Mediation continued yesterday between the mayor, two City Council members, the city attorney and the attorney representing an employee who accuses Bob Filner of sexual harassment. But there was no resolution, no verified hint of what’s going on and no indication of whether the mayor will quit. NBC San Diego has details.
Who’s still standing with the mayor? One big ally is Bishop George McKinney, a prominent minister with the Church of God in Christ.
Scott Lewis asked McKinney why he still stood with the mayor. McKinney believes in redemption: “we understand that we are all creatures with moral and spiritual failings and we always believe there is a possibility for forgiveness and redemption.”
McKinney also talked about another factor: his own development project with which Filner has assisted greatly.
That project is Valencia Park. A largely vacant lot, whose failed deals and intrigue Voice of San Diego has investigated for years. Catch up with our original investigation and a more recent roundup of all our investigations into the now defunct Southeastern Economic Development Corp.
• As Lewis described, Filner attended McKinney’s service Sunday, as did Council President Todd Gloria, who may vie to replace Filner if he quits. If he wins, Gloria will become the first elected mayor of a Top 20 U.S. city to be an openly gay man. Another possible mayoral hopeful, Carl DeMaio, is also gay.
McKinney is a high-profile opponent of gay marriage. He wrote this in a commentary last year: “We oppose same-sex marriage because it is contrary to God’s Word and opposed to the natural order.”
• A commenter explains why confusing cloud of scandal around Filner shouldn’t distract from the real reason for him to quit.
The Rest of the Day in Filner
The mayor’s plans for cross-border unity have gone south.
“Filner hasn’t led formal initiatives between San Diego and Baja California, or hosted the binational meetings he once proposed. His abrasive behavior during an April trade mission to Mexico City made headlines. And though the mayor claimed otherwise in a response to recall organizers, those binational Olympic dreams have been dashed for now,” wrote Lisa Halverstadt.
It’s also unclear whether the highly respected Mario Lopez will remain as director of binational affairs. Peter Osio, of the Mexico-American Chamber of Business in San Diego pleaded with him to stay.
• The U-T has surprisingly refrained from calling on Filner to quit. The paper called for “due process” and, as an editorial disclosed yesterday, “we also believed that for us to join the chorus would have created an unnecessary distraction.”

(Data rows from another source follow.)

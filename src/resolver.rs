//! Assign shaded boxes to calendar dates.
//!
//! Three sources produce [`DateCandidate`]s for a page:
//!
//! 1. Day-number text whose check-point lies strictly inside a coloured box.
//! 2. Override dates, projected onto the grid from their weekday column and
//!    row centre, for cells known to carry no legible digit.
//! 3. Coloured boxes claimed by neither of the above, whose centre is mapped
//!    back to a day through the nearest column and row.
//!
//! Several boxes can claim the same date. [`CandidateSet::resolve`] keeps the
//! candidate with the largest margin, provided it is at least [`MIN_MARGIN`].

use std::collections::{BTreeMap, BTreeSet};

use chrono::{Datelike, NaiveDate};

use crate::calendar::{DaySpan, ReconstructedMonth, RowCenters};
use crate::geometry::{BBox, Point};
use crate::layout::{DayHeaderColumns, MonthHeader, MonthKey, month_for_position};
use crate::shading::{Rgb, ShadedBox};

/// Candidates closer than this to a box edge are never authoritative.
pub const MIN_MARGIN: f32 = 1.0;
/// Resolved candidates below this margin are reported for review.
pub const AMBIGUOUS_MARGIN: f32 = 10.0;

#[derive(Debug, Clone, Copy, PartialEq, Eq, PartialOrd, Ord, Hash)]
pub enum CandidateSource {
    DayText,
    Override,
    GridInference,
}

#[derive(Debug, Clone, PartialEq)]
pub struct DateCandidate {
    pub date: NaiveDate,
    pub box_id: usize,
    pub rect: BBox,
    pub color: Option<Rgb>,
    /// Distance from the check-point to the nearest box edge.
    pub margin: f32,
    pub check_point: Point,
    pub source: CandidateSource,
}

impl DateCandidate {
    fn new(date: NaiveDate, shaded: &ShadedBox, check_point: Point, source: CandidateSource) -> Self {
        Self {
            date,
            box_id: shaded.id,
            rect: shaded.rect,
            color: shaded.color,
            margin: shaded.rect.edge_margin(check_point),
            check_point,
            source,
        }
    }
}

/// Page geometry together with the months reconstructed so far in the document.
#[derive(Debug, Clone, Copy)]
pub struct PageGrid<'a> {
    pub month_headers: &'a [MonthHeader],
    pub day_headers: &'a [DayHeaderColumns],
    pub months: &'a BTreeMap<MonthKey, ReconstructedMonth>,
    pub row_centers: &'a BTreeMap<MonthKey, RowCenters>,
}

impl<'a> PageGrid<'a> {
    fn day_header(&self, key: MonthKey) -> Option<&'a DayHeaderColumns> {
        self.day_headers.iter().find(|h| h.key() == key)
    }

    /// Month, weekday row and row centres, when all three are known for `key`.
    fn frame(
        &self,
        key: MonthKey,
    ) -> Option<(&'a ReconstructedMonth, &'a DayHeaderColumns, &'a RowCenters)> {
        let month = self.months.get(&key)?;
        let header = self.day_header(key)?;
        let rows = self.row_centers.get(&key).filter(|rows| !rows.is_empty())?;
        Some((month, header, rows))
    }
}

/// Primary path: every day-number span against every coloured box.
pub fn day_text_candidates(day_spans: &[DaySpan<'_>], boxes: &[ShadedBox]) -> Vec<DateCandidate> {
    let mut candidates = Vec::new();
    for shaded in boxes.iter().filter(|b| b.is_highlight()) {
        for day in day_spans {
            let check_point = day.span.bbox.check_point();
            if !shaded.rect.contains_strict(check_point) {
                continue;
            }
            let (year, month) = day.month;
            let Some(date) = NaiveDate::from_ymd_opt(year, month, day.day) else {
                continue;
            };
            candidates.push(DateCandidate::new(
                date,
                shaded,
                check_point,
                CandidateSource::DayText,
            ));
        }
    }
    candidates
}

/// Fallback for listed dates: project each onto the grid and take the
/// best-margin box holding the projected point.
pub fn override_candidates(
    dates: &[NaiveDate],
    existing: &CandidateSet,
    boxes: &[ShadedBox],
    grid: &PageGrid<'_>,
) -> Vec<DateCandidate> {
    let mut candidates = Vec::new();
    for &date in dates {
        if existing.is_resolved(date) {
            continue;
        }
        let Some((month, header, rows)) = grid.frame((date.year(), date.month())) else {
            continue;
        };
        let Some(weekday) = month.weekday(date.day()) else {
            continue;
        };
        let Some(column) = header.column_for(weekday) else {
            continue;
        };
        let Some(row_y) = rows.center(month.row_of(date.day())) else {
            continue;
        };
        let check_point = Point::new(column.x_center, row_y);
        let best = boxes
            .iter()
            .filter(|b| b.is_highlight() && b.rect.contains_strict(check_point))
            .map(|b| DateCandidate::new(date, b, check_point, CandidateSource::Override))
            .filter(|c| c.margin >= MIN_MARGIN)
            .fold(None, keep_best);
        candidates.extend(best);
    }
    candidates
}

/// Fallback for boxes no other path claimed: map the box centre back to a day.
pub fn grid_candidates(
    boxes: &[ShadedBox],
    claimed: &BTreeSet<usize>,
    grid: &PageGrid<'_>,
) -> Vec<DateCandidate> {
    let mut candidates = Vec::new();
    for shaded in boxes.iter().filter(|b| b.is_highlight() && !claimed.contains(&b.id)) {
        let center = shaded.rect.center();
        let Some(header) = month_for_position(center, grid.month_headers) else {
            continue;
        };
        let Some((month, columns, rows)) = grid.frame(header.key()) else {
            continue;
        };
        let Some(column) = columns.column_near(center.x) else {
            continue;
        };
        let Some(row) = rows.nearest_row(center.y) else {
            continue;
        };
        let Some(date) = month.day_at(row, column.ordinal).and_then(|day| month.date(day)) else {
            continue;
        };
        candidates.push(DateCandidate::new(
            date,
            shaded,
            center,
            CandidateSource::GridInference,
        ));
    }
    candidates
}

/// First candidate with the strictly largest margin.
fn keep_best(best: Option<DateCandidate>, candidate: DateCandidate) -> Option<DateCandidate> {
    match best {
        Some(current) if current.margin >= candidate.margin => Some(current),
        _ => Some(candidate),
    }
}

/// The authoritative candidate chosen for one date.
#[derive(Debug, Clone, PartialEq)]
pub struct Resolution {
    pub date: NaiveDate,
    pub chosen: DateCandidate,
    pub candidates: usize,
}

impl Resolution {
    pub fn is_ambiguous(&self) -> bool {
        self.chosen.margin < AMBIGUOUS_MARGIN
    }
}

/// All candidates of one page, grouped by date.
#[derive(Debug, Default, Clone)]
pub struct CandidateSet {
    by_date: BTreeMap<NaiveDate, Vec<DateCandidate>>,
}

impl CandidateSet {
    pub fn extend(&mut self, candidates: impl IntoIterator<Item = DateCandidate>) {
        for candidate in candidates {
            self.by_date.entry(candidate.date).or_default().push(candidate);
        }
    }

    pub fn contains(&self, date: NaiveDate) -> bool {
        self.by_date.contains_key(&date)
    }

    /// Whether some candidate for `date` is far enough from its box edge to count.
    pub fn is_resolved(&self, date: NaiveDate) -> bool {
        self.candidates(date).iter().any(|c| c.margin >= MIN_MARGIN)
    }

    pub fn candidates(&self, date: NaiveDate) -> &[DateCandidate] {
        self.by_date.get(&date).map(Vec::as_slice).unwrap_or(&[])
    }

    pub fn len(&self) -> usize {
        self.by_date.len()
    }

    pub fn is_empty(&self) -> bool {
        self.by_date.is_empty()
    }

    /// Box ids chosen by a resolved date. Boxes behind discarded candidates stay free.
    pub fn claimed_boxes(&self) -> BTreeSet<usize> {
        self.resolve().into_iter().map(|r| r.chosen.box_id).collect()
    }

    /// Best candidate per date; dates whose every margin is below [`MIN_MARGIN`] are dropped.
    pub fn resolve(&self) -> Vec<Resolution> {
        self.by_date
            .iter()
            .filter_map(|(date, candidates)| {
                let chosen = candidates
                    .iter()
                    .filter(|c| c.margin >= MIN_MARGIN)
                    .cloned()
                    .fold(None, keep_best)?;
                Some(Resolution {
                    date: *date,
                    chosen,
                    candidates: candidates.len(),
                })
            })
            .collect()
    }
}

No more of that. As the editorial puts it.
• The national Democratic Party will vote on a resolution asking Filner to resign, CNN reports.
Carlsbad’s Schools Get Their Grove Back
We examine the possible resolution of the financial problems that threatened to overwhelm the school district in Carlsbad and kill plans for a new high school. Things are looking better, finally, and the school will open in a few days.
The Truth about Barrio Logan’s Future
Barrio Logan, an old neighborhood south of downtown, is known for its awkward mix of pollution-spewing commerce and family homes. But changes and controversy are afoot as the council gets ready to consider changing the community’s blueprint.
“Any way you chop up the land today, there’s 120 acres of industrial land in Barrio Logan, or available land that could be used for industrial purposes. It’s going from 120 acres down to 60 acres in (the proposed new community plan). That’s 50 percent,” said a local lobbyist who’s representing some of the smaller maritime businesses.
Is he right? San Diego Fact Check finds the claim is Barely True.
Quick News Hits
• VOSD events are coming up. The details are here.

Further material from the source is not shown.